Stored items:
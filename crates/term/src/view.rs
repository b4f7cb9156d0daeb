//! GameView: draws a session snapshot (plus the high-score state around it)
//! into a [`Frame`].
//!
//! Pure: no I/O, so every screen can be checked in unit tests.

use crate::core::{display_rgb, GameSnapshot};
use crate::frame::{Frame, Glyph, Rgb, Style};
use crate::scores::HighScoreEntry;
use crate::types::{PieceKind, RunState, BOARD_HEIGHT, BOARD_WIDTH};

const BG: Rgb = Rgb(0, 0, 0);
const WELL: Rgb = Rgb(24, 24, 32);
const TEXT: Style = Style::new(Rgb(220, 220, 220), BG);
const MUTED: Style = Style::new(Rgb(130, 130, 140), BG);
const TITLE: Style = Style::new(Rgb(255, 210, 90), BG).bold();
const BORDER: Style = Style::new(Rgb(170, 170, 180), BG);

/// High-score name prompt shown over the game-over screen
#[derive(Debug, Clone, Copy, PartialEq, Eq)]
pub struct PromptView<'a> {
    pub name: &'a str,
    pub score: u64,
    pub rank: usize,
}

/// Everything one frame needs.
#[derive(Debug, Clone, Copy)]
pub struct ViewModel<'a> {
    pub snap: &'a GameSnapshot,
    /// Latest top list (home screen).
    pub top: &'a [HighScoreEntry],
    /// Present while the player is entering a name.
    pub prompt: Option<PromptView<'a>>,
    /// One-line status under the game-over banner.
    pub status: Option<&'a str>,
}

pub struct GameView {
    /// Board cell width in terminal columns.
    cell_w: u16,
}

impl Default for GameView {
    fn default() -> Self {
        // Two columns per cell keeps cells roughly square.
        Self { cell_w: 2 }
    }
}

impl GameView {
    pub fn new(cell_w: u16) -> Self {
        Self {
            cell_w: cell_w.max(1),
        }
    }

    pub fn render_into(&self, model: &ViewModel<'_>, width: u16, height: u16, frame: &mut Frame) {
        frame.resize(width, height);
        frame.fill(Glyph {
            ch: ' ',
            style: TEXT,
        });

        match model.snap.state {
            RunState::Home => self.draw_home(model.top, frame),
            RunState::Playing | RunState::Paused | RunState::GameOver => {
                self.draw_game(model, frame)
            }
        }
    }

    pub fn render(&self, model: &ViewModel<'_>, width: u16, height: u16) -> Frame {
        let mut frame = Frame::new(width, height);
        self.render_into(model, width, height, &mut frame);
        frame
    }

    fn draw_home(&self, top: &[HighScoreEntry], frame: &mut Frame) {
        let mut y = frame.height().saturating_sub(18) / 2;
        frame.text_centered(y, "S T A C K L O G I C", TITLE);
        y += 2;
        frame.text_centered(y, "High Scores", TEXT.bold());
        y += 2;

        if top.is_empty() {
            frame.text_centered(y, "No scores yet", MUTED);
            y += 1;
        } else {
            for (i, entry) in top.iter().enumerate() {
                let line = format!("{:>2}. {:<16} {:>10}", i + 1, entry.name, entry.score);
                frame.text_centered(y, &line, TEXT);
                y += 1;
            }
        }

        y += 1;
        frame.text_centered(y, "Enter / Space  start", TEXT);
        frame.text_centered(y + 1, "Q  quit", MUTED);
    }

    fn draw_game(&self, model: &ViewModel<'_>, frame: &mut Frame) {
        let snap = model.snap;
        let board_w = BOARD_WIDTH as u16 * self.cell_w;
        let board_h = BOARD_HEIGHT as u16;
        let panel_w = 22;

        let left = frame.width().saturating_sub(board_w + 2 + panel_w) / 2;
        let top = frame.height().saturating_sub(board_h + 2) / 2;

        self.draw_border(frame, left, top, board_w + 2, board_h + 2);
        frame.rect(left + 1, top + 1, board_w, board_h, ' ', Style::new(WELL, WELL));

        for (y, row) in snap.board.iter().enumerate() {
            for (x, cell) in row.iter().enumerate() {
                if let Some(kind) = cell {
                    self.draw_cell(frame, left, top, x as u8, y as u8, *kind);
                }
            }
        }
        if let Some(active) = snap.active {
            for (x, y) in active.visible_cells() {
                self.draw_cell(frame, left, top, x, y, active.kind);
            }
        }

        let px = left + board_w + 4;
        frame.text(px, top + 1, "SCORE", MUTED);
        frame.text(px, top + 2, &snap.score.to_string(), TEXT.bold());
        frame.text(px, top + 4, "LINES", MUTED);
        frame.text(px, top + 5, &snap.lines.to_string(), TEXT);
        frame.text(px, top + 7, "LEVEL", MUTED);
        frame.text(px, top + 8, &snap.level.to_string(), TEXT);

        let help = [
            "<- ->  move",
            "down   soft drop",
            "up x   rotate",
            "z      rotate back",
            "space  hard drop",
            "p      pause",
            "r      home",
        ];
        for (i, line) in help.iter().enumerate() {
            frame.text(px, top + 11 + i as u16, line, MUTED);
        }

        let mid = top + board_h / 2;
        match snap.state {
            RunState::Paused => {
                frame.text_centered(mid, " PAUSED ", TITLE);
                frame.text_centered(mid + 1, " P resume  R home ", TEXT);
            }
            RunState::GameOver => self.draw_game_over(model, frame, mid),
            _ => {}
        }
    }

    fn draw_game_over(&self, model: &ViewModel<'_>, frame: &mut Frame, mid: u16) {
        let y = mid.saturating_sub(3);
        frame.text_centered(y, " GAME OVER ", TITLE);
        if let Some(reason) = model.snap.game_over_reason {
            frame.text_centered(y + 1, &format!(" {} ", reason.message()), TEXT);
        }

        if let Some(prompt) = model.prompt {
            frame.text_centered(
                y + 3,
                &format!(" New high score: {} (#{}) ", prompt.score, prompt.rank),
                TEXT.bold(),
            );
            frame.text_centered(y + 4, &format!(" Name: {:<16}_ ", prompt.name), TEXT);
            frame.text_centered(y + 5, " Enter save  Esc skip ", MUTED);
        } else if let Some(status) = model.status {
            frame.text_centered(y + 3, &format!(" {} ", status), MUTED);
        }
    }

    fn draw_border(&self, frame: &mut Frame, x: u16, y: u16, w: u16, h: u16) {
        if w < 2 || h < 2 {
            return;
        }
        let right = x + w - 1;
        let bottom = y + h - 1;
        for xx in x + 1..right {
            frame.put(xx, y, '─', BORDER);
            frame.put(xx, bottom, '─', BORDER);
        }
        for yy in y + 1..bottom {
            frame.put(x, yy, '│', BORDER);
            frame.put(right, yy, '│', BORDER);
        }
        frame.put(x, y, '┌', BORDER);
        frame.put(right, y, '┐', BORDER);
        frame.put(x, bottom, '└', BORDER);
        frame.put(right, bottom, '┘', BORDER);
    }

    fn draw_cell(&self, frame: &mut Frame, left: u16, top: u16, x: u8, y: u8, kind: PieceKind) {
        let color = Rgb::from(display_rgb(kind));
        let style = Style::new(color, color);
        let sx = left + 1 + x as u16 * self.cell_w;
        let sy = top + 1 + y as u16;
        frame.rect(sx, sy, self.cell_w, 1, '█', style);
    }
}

INSTRUCTIONS FOR THE TASK
Each line in the data that holds the string "GameSnapshot" needs to be copied.

ANSWER FOR THE TASK
use crate::core::{display_rgb, GameSnapshot};
    pub snap: &'a GameSnapshot,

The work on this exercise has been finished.